Figure 2. Increased de novo lipogenesis in PCa.

Citrate generate in TCA cycle is exported to the cytosol to fuel the mevalonate and fatty acid (FA) synthesis pathways by conversion to acetyl-CoA by ATP citrate lyase (ACLY). Acetyl-CoA acetyltransferases (ACAT) is the first enzyme of cholesterol synthesis pathway that converts acetyl-CoA into acetoacetyl-CoA, which functions as a substrate for the synthesis of mevalonate by HMG-CoA synthase (HMGCS), followed by the reductase (HMGCR). The latter is the rate-limiting step for the production of cholesterol, which is the precursor to androgens. Acetyl-CoA carboxylase 1 (ACC) initiates the first committed step to FA synthesis to produce malonyl-CoA. Seven malonyl-CoA molecules are added to acetyl-CoA by fatty acid synthase (FASN) to produce palmitic acid, a 16-carbon saturated FA (SFA). Palmitic acid can be further elongated to form long SFAs and/or desaturated by stearoyl-CoA desaturase 1 (SCD1) and by other desaturases to produce monounsaturated FA (MUFAs). The reducing factor nicotinamide adenine dinucleotide phosphate (NADPH), which is essential for FA synthesis, is provided by pentose phosphate pathway (PPP), by malic enzyme (ME1), which produces pyruvate from malate (shunt malate-pyruvate), and by cytosolic isocitrate dehydrogenase (IDH1) to produce α-ketoglutarate (αKG) from isocitrate (shunt isocitrate αKG). TAG, triacylglycerols; PL, phospholipids; CYP11A1, p450, family 11, subfamily A, polypeptide 1; CYP17A1; p450, family 11, subfamily A, polypeptide 1; 3β-HSD1, 2, 3-β-hydroxysteroid dehydrogenase/Δ-5-4 isomerase 1, 2; 17β-HSD, 17β-Hydroxysteroid dehydrogenase; SRD5A 1, 2, steroid-5α-reductase 1, 2.

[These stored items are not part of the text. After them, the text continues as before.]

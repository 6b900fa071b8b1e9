/// Core error types for the Mosaic engine.

/// A specialized Result type for Mosaic operations.
pub type MosaicResult<T> = Result<T, MosaicError>;

/// Top-level error type encompassing all Mosaic subsystems.
#[derive(Debug, thiserror::Error)]
pub enum MosaicError {
    /// A resource-tracking invariant was broken. Fatal to the owning pool;
    /// the operation is aborted and surfaced to the caller.
    #[error("invariant violation: {0}")]
    InvariantViolation(String),

    /// The driver refused an allocation. The caller decides retry/drop.
    #[error("resource unavailable: {0}")]
    ResourceUnavailable(String),

    /// A lane channel is closed. Non-fatal: the lane is skipped for the
    /// current unit.
    #[error("lane {lane} channel closed")]
    ChannelClosed { lane: u32 },

    /// The requested configuration exceeds driver or engine limits.
    /// Fatal at setup, before any frame is processed.
    #[error("unsupported configuration: {0}")]
    ConfigUnsupported(String),

    #[error("render error: {0}")]
    Render(String),

    #[error("IO error: {0}")]
    Io(#[from] std::io::Error),

    #[error("serialization error: {0}")]
    Serialization(#[from] serde_json::Error),

    #[error("invalid argument: {0}")]
    InvalidArgument(String),
}

impl MosaicError {
    /// Create an invariant-violation error.
    pub fn invariant(message: impl Into<String>) -> Self {
        MosaicError::InvariantViolation(message.into())
    }

    /// Create an unsupported-configuration error.
    pub fn unsupported(message: impl Into<String>) -> Self {
        MosaicError::ConfigUnsupported(message.into())
    }

    /// Create a render error.
    pub fn render(message: impl Into<String>) -> Self {
        MosaicError::Render(message.into())
    }
}

#[cfg(test)]
mod tests {
    use super::*;

    #[test]
    fn test_invariant_display() {
        let err = MosaicError::invariant("unknown buffer released: 3_y");
        assert_eq!(
            err.to_string(),
            "invariant violation: unknown buffer released: 3_y"
        );
    }

    #[test]
    fn test_channel_closed_display() {
        let err = MosaicError::ChannelClosed { lane: 7 };
        assert_eq!(err.to_string(), "lane 7 channel closed");
    }

    #[test]
    fn test_unsupported_display() {
        let err = MosaicError::unsupported("grid 16384x16384 exceeds device limit 8192");
        assert!(err.to_string().starts_with("unsupported configuration:"));
    }
}
use std::sync::Arc;

use serde::{Deserialize, Serialize};

/// Kind of source material flowing through the pipeline.
///
/// Selected once at setup and threaded through router and compositor as a
/// tagged value; it determines the per-frame transform the router applies
/// before fan-out and the shape of the cached lane resources.
#[derive(Debug, Clone, Copy, PartialEq, Eq, Serialize, Deserialize)]
#[serde(rename_all = "kebab-case")]
pub enum SourceKind {
    /// Decoded frames arriving from a capture source, fanned out as
    /// shallow per-lane duplicates.
    OpaqueFrame,
    /// A fixed image served by each lane on every composite round.
    StillImage,
    /// Lane-locally generated planar color data.
    PlanarChunk,
}

/// Planar pixel layout of a [`PlanarFrame`].
#[derive(Debug, Clone, Copy, PartialEq, Eq, Serialize, Deserialize)]
pub enum PlanarFormat {
    /// 4:2:0 subsampled Y/U/V, U and V at half resolution.
    I420,
}

/// A single-surface RGBA frame.
///
/// Pixel bytes are behind an `Arc` so the router's per-lane duplicates are
/// shallow: cloning shares the allocation, and the last drop releases it.
#[derive(Debug, Clone)]
pub struct OpaqueFrame {
    pub width: u32,
    pub height: u32,
    pub timestamp_us: u64,
    pub bytes: Arc<Vec<u8>>,
}

impl OpaqueFrame {
    /// Wrap raw RGBA bytes. `bytes.len()` must be `width * height * 4`.
    pub fn new(width: u32, height: u32, timestamp_us: u64, bytes: Vec<u8>) -> Self {
        debug_assert_eq!(bytes.len(), (width as usize) * (height as usize) * 4);
        Self {
            width,
            height,
            timestamp_us,
            bytes: Arc::new(bytes),
        }
    }

    /// A frame filled with a solid RGBA color.
    pub fn solid(width: u32, height: u32, timestamp_us: u64, rgba: [u8; 4]) -> Self {
        let pixel_count = (width as usize) * (height as usize);
        let mut bytes = Vec::with_capacity(pixel_count * 4);
        for _ in 0..pixel_count {
            bytes.extend_from_slice(&rgba);
        }
        Self::new(width, height, timestamp_us, bytes)
    }

    /// Shallow duplicate for fan-out: shares the underlying pixel bytes.
    pub fn duplicate(&self) -> Self {
        self.clone()
    }

    /// Total byte size of the pixel data.
    pub fn byte_size(&self) -> usize {
        self.bytes.len()
    }
}

/// An I420 frame described by plane offsets and strides over one
/// contiguous byte buffer.
#[derive(Debug, Clone)]
pub struct PlanarFrame {
    pub width: u32,
    pub height: u32,
    pub timestamp_us: u64,
    pub format: PlanarFormat,
    /// Byte offset of each plane within `bytes`.
    pub plane_offsets: [usize; 3],
    /// Row stride in bytes of each plane.
    pub plane_strides: [usize; 3],
    pub bytes: Arc<Vec<u8>>,
}

impl PlanarFrame {
    /// Describe a tightly packed I420 buffer: Y plane followed by U and V
    /// at half resolution.
    pub fn i420(width: u32, height: u32, timestamp_us: u64, bytes: Vec<u8>) -> Self {
        let w = width as usize;
        let h = height as usize;
        debug_assert_eq!(bytes.len(), w * h + 2 * (w / 2) * (h / 2));
        Self {
            width,
            height,
            timestamp_us,
            format: PlanarFormat::I420,
            plane_offsets: [0, w * h, w * h + (w / 2) * (h / 2)],
            plane_strides: [w, w / 2, w / 2],
            bytes: Arc::new(bytes),
        }
    }

    /// Width and height of plane `index` (0 = Y, 1 = U, 2 = V).
    pub fn plane_dimensions(&self, index: usize) -> (u32, u32) {
        match index {
            0 => (self.width, self.height),
            _ => (self.width / 2, self.height / 2),
        }
    }

    /// Borrow the bytes of plane `index`.
    pub fn plane(&self, index: usize) -> &[u8] {
        let (_, rows) = self.plane_dimensions(index);
        let start = self.plane_offsets[index];
        let len = self.plane_strides[index] * rows as usize;
        &self.bytes[start..start + len]
    }
}

/// Three separately owned planes, U and V at half resolution (4:2:0).
#[derive(Debug, Clone)]
pub struct PlanarBuffers {
    pub width: u32,
    pub height: u32,
    pub y: Vec<u8>,
    pub u: Vec<u8>,
    pub v: Vec<u8>,
}

impl PlanarBuffers {
    /// Allocate planes for a `width x height` frame.
    pub fn new(width: u32, height: u32) -> Self {
        let w = width as usize;
        let h = height as usize;
        Self {
            width,
            height,
            y: vec![0; w * h],
            u: vec![0; (w / 2) * (h / 2)],
            v: vec![0; (w / 2) * (h / 2)],
        }
    }
}

/// One unit of visual data delivered to a lane.
#[derive(Debug, Clone)]
pub enum VisualUnit {
    Opaque(OpaqueFrame),
    Planar(PlanarFrame),
    Buffers(PlanarBuffers),
}

impl VisualUnit {
    /// Source dimensions of this unit.
    pub fn dimensions(&self) -> (u32, u32) {
        match self {
            VisualUnit::Opaque(f) => (f.width, f.height),
            VisualUnit::Planar(f) => (f.width, f.height),
            VisualUnit::Buffers(b) => (b.width, b.height),
        }
    }
}

#[cfg(test)]
mod tests {
    use super::*;

    #[test]
    fn test_opaque_solid() {
        let frame = OpaqueFrame::solid(2, 2, 0, [255, 0, 0, 255]);
        assert_eq!(frame.byte_size(), 16);
        assert_eq!(&frame.bytes[0..4], &[255, 0, 0, 255]);
    }

    #[test]
    fn test_opaque_duplicate_is_shallow() {
        let frame = OpaqueFrame::solid(4, 4, 0, [1, 2, 3, 4]);
        let dup = frame.duplicate();
        assert!(Arc::ptr_eq(&frame.bytes, &dup.bytes));
    }

    #[test]
    fn test_i420_layout() {
        let frame = PlanarFrame::i420(4, 4, 0, vec![0; 24]);
        assert_eq!(frame.plane_offsets, [0, 16, 20]);
        assert_eq!(frame.plane_strides, [4, 2, 2]);
        assert_eq!(frame.plane_dimensions(0), (4, 4));
        assert_eq!(frame.plane_dimensions(1), (2, 2));
        assert_eq!(frame.plane(0).len(), 16);
        assert_eq!(frame.plane(1).len(), 4);
        assert_eq!(frame.plane(2).len(), 4);
    }

    #[test]
    fn test_plane_views_disjoint() {
        let mut bytes = vec![0u8; 24];
        bytes[16] = 0xaa; // first U byte
        bytes[20] = 0xbb; // first V byte
        let frame = PlanarFrame::i420(4, 4, 0, bytes);
        assert_eq!(frame.plane(1)[0], 0xaa);
        assert_eq!(frame.plane(2)[0], 0xbb);
    }

    #[test]
    fn test_planar_buffers_half_res_chroma() {
        let b = PlanarBuffers::new(320, 240);
        assert_eq!(b.y.len(), 320 * 240);
        assert_eq!(b.u.len(), 160 * 120);
        assert_eq!(b.v.len(), 160 * 120);
    }

    #[test]
    fn test_source_kind_serde_names() {
        let json = serde_json::to_string(&SourceKind::PlanarChunk).unwrap();
        assert_eq!(json, "\"planar-chunk\"");
        let kind: SourceKind = serde_json::from_str("\"opaque-frame\"").unwrap();
        assert_eq!(kind, SourceKind::OpaqueFrame);
    }
}
fn upload_unit(
    gpu: &GpuContext,
    pool: &mut BufferPool<Arc<GpuContext>>,
    upload: UploadStrategy,
    lane_id: u32,
    slot: &LaneSlot,
    unit: &VisualUnit,
    scratch_tags: &mut BTreeSet<String>,
) -> MosaicResult<()> {
    // (texture, bytes, width, height, bytes per pixel, plane name)
    let planes: Vec<(&wgpu::Texture, Cow<'_, [u8]>, u32, u32, u32, &str)> = match (slot, unit) {
        (LaneSlot::Single(tex), VisualUnit::Opaque(frame)) => vec![(
            tex,
            Cow::Borrowed(frame.bytes.as_slice()),
            frame.width,
            frame.height,
            4,
            "rgba",
        )],
        (LaneSlot::Planar(group), VisualUnit::Planar(frame)) => (0..3)
            .map(|i| {
                let (tex, w, h) = group.plane(i);
                (tex, packed_plane(frame, i), w, h, 1, PLANE_NAMES[i])
            })
            .collect(),
        (LaneSlot::Planar(group), VisualUnit::Buffers(buffers)) => {
            let data = [&buffers.y, &buffers.u, &buffers.v];
            (0..3)
                .map(|i| {
                    let (tex, w, h) = group.plane(i);
                    (tex, Cow::Borrowed(data[i].as_slice()), w, h, 1, PLANE_NAMES[i])
                })
                .collect()
        }
        _ => {
            return Err(MosaicError::invariant(format!(
                "lane {lane_id} slot shape does not match delivered unit"
            )))
        }
    };

    match upload {
        UploadStrategy::DirectWrite => {
            for (tex, data, width, height, bpp, _) in &planes {
                texture::write_direct(&gpu.queue, tex, data, *width, *height, *bpp);
            }
        }
        UploadStrategy::StagedCopy => {
            let mut encoder = gpu
                .device
                .create_command_encoder(&wgpu::CommandEncoderDescriptor {
                    label: Some("mosaic_staged_upload_encoder"),
                });
            for (tex, data, width, height, bpp, name) in &planes {
                let tag = format!("{lane_id}_{name}");
                let size =
                    texture::aligned_bytes_per_row(width * bpp) as u64 * u64::from(*height);
                // Same tag across frames keeps the same scratch buffer
                // in use; it is only returned to the driver at teardown.
                let scratch = pool.acquire(&tag, size, SCRATCH_USAGE, true)?.clone();
                scratch_tags.insert(tag);
                texture::copy_staged(
                    &gpu.queue,
                    &mut encoder,
                    &scratch,
                    tex,
                    data,
                    *width,
                    *height,
                    *bpp,
                );
            }
            gpu.queue.submit(Some(encoder.finish()));
        }
    }
    Ok(())
}

#[cfg(test)]
mod tests {
    use super::*;

    #[test]
    fn test_lane_cache_gate() {
        let mut cache: LaneCache<&'static str> = LaneCache::new();
        assert!(!cache.is_complete(4));
        for (lane, slot) in [(0, "a"), (1, "b"), (2, "c")] {
            cache.insert(lane, slot);
        }
        // Three of four lanes populated: the gate stays closed.
        assert!(!cache.is_complete(4));
        cache.insert(3, "d");
        assert!(cache.is_complete(4));
    }

    #[test]
    fn test_lane_cache_insert_returns_replaced() {
        let mut cache: LaneCache<u32> = LaneCache::new();
        assert_eq!(cache.insert(0, 10), None);
        assert_eq!(cache.insert(0, 20), Some(10));
        assert_eq!(cache.len(), 1);
    }

    #[test]
    fn test_lane_cache_drain_empties() {
        let mut cache: LaneCache<u32> = LaneCache::new();
        cache.insert(0, 1);
        cache.insert(1, 2);
        let drained: Vec<_> = cache.drain().collect();
        assert_eq!(drained.len(), 2);
        assert!(cache.is_empty());
    }
}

Figure 3. Regulation of lipid metabolism by oncogenes and tumor suppressors.

PCa cancer cells show high rates of de novo lipid synthesis and the enzymes belonging to the pathway are regulated by oncogenic signals. Growth factor-activated PI3K-Akt or hypoxia-induced HIF stimulates glucose uptake and hexokinases to promote glycolysis, providing more synthetic precursors for FA synthesis. Akt also activates the lipogenic enzyme activity and expression through direct phosphorylation or SREBP-mediated transcription of lipogenic genes. Activation of E2F following loss of the retinoblastoma (Rb) protein increases expression of SREBPs and their target genes. The tumor suppressor p53 plays a role in glucose uptake, pentose phosphate pathway, transcription of lipogenic genes, and anaplerosis of citrate. Mutant p53 (p53mut) also increases the expression of genes within the cholesterol biosynthesis (mevalonate). The tumor suppressor LKB1-AMPK axis, activated in response to low cellular energy levels, inhibits de novo lipogenesis through direct inhibition of ACC and SREBP-1. Myc promotes citrate anaplerosis through increasing glutamine transporters and glutaminase 2 expression. The activity and expression of lipogenic enzyme, ACLY, ACC, and FASN are also regulated at multiple levels through mTORC1 and mitogen-activated protein kinases (MAPKs). IDH1, isocitrate dehydrogenase 1; pRB, retinoblastoma 1; Glut, Glucose transporter; FBP, Fructose-1,6-bisphosphate; PEP, phosphoenolpyruvate; HK, Hexokinase; G6PDH, Glucose-6-phosphate dehydrogenase; PFK, Phospho-fructokinase; PKM2, Tumor-specific pyruvate kinase M2; LDHA, Lactate dehydrogenase A; HIF, Hypoxia-inducible factor; AMPK, AMP-activated protein kinase; PI3K, Phosphatidylinositol 3-kinase; MAPK, Mitogen activated protein kinase; mTOR, Mammalian target of rapamycin; E2F, DNA-binding transcription factor; SREBP-1, Sterol-regulatory element-binding protein-1; TCA cycle, tricarboxylic acid cycle; OAA, Oxaloacetate; Mal, Malate; ME, Malic enzyme; αKG, α-ketoglutarate; ACLY, ATP citrate lyase; ACC, Acetyl-CoA carboxylase; FASN, Fatty acid synthase; HMGCR, HMG-CoA reductase; NADPH, Nicotinamide adenine dinucleotide phosphate; Glt, glutamate.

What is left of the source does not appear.